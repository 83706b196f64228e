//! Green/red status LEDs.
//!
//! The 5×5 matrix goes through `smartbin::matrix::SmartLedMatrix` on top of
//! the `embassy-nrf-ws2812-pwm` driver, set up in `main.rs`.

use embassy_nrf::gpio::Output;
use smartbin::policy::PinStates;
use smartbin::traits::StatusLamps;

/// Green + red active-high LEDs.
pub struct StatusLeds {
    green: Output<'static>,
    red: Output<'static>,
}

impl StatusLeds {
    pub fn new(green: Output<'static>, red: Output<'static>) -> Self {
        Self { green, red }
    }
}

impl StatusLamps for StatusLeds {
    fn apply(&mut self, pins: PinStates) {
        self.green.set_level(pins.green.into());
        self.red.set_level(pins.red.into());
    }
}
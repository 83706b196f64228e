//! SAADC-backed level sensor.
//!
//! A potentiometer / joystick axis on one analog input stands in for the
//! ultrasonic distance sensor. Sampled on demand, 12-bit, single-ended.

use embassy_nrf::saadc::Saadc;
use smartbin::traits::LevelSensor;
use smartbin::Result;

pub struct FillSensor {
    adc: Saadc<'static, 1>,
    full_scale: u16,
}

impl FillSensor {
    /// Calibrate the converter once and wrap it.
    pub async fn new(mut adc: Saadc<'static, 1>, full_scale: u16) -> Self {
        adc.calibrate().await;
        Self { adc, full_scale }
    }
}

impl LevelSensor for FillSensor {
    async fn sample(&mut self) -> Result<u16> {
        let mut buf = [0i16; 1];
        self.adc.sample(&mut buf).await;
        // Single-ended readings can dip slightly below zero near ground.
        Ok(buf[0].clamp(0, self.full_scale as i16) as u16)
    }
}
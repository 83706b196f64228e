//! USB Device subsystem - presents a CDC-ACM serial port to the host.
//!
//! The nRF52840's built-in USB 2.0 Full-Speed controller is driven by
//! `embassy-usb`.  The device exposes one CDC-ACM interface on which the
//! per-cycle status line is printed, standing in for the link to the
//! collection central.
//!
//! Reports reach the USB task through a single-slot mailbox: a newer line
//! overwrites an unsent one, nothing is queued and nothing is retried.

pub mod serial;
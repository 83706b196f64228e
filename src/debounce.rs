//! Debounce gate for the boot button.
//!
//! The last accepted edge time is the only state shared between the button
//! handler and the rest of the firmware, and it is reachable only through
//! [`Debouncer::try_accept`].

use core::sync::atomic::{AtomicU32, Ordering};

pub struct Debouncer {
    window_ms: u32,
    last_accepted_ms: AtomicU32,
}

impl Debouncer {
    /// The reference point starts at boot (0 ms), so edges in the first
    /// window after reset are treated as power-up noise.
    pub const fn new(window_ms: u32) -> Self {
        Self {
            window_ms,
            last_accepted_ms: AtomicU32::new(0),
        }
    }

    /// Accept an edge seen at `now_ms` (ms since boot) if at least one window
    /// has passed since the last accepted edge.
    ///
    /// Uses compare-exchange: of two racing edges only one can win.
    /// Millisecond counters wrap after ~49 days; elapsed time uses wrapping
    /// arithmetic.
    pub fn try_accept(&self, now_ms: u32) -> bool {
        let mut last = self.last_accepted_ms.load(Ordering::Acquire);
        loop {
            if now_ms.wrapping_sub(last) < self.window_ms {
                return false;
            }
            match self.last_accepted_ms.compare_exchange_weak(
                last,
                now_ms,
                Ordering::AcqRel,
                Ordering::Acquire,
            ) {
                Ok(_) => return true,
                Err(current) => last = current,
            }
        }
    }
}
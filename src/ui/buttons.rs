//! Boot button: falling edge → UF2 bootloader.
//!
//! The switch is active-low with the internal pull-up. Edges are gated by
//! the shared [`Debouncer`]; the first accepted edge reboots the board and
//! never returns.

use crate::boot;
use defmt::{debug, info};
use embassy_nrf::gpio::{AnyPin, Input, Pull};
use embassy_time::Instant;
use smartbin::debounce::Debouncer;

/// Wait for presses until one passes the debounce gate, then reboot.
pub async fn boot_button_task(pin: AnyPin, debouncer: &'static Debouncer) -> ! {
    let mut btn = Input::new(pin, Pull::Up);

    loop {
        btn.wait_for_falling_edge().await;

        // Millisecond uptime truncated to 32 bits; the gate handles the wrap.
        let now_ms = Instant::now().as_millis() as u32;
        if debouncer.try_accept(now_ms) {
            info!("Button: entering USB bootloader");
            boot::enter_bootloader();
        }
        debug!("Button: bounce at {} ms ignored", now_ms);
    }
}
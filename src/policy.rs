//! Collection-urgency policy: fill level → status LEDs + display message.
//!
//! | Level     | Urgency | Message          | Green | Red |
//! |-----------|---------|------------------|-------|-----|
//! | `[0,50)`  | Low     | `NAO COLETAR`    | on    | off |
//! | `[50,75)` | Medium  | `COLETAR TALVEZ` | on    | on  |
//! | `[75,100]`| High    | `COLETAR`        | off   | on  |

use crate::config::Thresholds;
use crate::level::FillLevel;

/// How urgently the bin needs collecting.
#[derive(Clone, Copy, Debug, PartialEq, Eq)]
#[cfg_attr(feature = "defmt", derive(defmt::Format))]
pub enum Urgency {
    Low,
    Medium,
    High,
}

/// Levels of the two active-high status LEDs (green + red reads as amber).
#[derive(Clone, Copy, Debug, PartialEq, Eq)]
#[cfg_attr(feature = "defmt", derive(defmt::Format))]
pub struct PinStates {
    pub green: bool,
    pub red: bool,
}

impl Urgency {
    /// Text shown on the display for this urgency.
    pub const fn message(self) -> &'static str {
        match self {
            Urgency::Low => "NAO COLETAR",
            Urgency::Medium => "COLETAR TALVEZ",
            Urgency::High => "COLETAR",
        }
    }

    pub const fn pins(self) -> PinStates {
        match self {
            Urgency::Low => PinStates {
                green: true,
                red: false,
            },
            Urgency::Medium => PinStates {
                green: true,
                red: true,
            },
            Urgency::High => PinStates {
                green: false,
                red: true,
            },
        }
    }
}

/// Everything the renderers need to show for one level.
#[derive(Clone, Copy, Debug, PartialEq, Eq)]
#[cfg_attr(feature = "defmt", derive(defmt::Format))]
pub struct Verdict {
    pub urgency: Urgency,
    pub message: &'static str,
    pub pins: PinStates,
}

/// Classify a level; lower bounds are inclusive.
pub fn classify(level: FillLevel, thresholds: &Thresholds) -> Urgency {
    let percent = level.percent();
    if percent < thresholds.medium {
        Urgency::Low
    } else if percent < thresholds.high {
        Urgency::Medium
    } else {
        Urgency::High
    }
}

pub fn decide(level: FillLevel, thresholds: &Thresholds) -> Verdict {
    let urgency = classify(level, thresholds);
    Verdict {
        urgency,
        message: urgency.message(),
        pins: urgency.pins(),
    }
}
::::
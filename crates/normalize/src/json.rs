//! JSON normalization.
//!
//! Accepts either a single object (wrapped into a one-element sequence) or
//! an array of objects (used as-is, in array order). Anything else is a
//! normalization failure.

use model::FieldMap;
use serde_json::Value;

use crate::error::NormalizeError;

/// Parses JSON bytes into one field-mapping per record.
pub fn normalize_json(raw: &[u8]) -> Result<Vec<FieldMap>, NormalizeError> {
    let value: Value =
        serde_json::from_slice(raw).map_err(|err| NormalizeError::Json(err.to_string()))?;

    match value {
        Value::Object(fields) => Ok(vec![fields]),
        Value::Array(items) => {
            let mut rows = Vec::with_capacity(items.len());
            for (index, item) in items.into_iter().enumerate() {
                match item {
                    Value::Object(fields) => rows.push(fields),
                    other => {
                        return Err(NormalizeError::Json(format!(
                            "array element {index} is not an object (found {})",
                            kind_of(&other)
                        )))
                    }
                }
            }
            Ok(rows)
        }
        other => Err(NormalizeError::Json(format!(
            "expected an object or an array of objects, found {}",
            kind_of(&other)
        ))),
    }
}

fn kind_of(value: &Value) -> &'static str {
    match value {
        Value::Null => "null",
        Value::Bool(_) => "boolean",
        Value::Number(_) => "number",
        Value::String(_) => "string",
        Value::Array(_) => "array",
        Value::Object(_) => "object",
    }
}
::::
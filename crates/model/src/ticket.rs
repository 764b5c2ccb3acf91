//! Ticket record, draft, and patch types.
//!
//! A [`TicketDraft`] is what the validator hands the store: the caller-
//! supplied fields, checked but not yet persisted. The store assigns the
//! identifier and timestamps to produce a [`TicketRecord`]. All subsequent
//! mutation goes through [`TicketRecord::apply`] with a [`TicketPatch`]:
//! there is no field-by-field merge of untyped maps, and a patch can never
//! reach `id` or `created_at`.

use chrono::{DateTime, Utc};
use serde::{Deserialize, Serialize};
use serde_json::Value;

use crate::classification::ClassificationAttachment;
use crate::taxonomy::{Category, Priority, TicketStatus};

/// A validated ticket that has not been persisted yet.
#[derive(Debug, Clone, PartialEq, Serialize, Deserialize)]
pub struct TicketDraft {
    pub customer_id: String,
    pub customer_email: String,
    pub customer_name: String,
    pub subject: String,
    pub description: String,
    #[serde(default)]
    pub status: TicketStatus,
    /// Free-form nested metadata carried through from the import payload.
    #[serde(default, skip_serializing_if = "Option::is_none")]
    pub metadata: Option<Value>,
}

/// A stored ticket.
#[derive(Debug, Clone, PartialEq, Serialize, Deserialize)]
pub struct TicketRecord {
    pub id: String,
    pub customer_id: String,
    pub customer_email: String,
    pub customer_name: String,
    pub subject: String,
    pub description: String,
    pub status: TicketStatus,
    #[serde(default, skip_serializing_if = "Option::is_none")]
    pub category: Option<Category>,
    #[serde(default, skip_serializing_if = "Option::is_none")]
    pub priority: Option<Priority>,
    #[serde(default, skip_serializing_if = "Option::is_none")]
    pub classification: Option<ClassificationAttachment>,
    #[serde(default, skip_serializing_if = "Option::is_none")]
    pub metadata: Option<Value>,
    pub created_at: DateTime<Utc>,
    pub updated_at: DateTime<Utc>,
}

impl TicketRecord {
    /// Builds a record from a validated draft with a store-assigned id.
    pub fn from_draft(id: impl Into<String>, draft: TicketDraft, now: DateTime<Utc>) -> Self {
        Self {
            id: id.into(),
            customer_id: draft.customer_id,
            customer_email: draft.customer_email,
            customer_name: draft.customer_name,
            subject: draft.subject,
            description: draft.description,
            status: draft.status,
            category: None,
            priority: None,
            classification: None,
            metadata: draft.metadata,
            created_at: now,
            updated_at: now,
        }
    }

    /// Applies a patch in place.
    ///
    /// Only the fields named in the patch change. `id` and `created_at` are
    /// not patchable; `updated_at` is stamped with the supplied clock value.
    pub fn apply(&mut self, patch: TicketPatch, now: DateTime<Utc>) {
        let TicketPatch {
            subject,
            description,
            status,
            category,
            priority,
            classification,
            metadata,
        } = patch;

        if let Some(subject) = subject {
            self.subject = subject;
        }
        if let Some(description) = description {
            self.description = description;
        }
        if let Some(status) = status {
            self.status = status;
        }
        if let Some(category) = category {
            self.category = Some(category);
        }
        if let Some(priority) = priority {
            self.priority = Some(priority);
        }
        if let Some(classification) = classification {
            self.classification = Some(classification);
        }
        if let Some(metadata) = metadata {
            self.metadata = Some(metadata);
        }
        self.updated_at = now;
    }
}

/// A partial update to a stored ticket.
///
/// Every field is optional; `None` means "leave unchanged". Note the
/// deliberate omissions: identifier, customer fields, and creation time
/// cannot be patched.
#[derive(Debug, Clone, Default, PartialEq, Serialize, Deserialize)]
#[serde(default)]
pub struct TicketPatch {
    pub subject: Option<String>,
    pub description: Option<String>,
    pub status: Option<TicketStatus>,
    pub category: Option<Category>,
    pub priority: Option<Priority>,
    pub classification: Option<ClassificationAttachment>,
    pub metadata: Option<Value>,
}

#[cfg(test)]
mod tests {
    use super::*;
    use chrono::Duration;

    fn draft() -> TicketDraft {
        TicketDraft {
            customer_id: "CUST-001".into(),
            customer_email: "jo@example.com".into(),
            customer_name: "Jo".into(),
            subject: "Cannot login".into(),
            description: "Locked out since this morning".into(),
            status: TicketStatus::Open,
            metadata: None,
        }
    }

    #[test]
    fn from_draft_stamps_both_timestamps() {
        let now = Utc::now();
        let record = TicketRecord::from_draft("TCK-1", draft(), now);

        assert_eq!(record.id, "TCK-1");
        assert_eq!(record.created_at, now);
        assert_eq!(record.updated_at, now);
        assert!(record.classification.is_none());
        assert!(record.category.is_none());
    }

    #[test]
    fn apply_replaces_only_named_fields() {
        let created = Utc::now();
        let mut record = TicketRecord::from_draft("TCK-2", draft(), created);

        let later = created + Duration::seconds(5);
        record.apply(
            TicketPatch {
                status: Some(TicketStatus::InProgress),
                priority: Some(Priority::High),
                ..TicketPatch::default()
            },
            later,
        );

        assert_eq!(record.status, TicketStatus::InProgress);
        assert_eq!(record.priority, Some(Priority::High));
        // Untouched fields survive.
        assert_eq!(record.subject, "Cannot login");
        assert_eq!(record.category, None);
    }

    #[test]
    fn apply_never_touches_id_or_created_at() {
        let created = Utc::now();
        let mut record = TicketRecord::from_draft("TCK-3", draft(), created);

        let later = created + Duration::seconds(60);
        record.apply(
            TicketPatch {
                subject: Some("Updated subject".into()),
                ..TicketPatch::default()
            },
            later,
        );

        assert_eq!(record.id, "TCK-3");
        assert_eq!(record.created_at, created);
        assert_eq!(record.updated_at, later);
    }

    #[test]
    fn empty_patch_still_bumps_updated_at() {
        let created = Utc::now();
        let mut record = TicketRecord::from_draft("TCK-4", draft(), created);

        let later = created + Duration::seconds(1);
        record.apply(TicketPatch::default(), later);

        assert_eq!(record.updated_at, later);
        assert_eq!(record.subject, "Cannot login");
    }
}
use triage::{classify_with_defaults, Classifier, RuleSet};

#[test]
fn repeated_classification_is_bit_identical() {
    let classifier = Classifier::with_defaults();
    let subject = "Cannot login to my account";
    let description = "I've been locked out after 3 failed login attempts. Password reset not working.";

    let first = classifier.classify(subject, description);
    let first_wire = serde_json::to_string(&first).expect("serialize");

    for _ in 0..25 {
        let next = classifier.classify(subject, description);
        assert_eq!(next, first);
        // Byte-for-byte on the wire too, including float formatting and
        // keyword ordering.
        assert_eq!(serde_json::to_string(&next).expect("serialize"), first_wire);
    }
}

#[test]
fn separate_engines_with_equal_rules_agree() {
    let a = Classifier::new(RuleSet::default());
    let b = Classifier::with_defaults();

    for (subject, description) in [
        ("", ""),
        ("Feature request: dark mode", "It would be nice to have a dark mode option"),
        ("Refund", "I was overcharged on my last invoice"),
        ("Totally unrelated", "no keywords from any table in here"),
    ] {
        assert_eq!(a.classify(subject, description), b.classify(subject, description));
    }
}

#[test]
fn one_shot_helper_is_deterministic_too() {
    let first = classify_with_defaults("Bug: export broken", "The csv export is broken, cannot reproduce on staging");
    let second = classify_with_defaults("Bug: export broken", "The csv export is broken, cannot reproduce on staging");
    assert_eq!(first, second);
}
::::
= EXERCISE =
Copy each line of the data that contains the word "PinStates", leaving the other lines out.

= TASK RESULT =
use smartbin::policy::PinStates;
    fn apply(&mut self, pins: PinStates) {
pub struct PinStates {
    pub const fn pins(self) -> PinStates {
            Urgency::Low => PinStates {
            Urgency::Medium => PinStates {
            Urgency::High => PinStates {
    pub pins: PinStates,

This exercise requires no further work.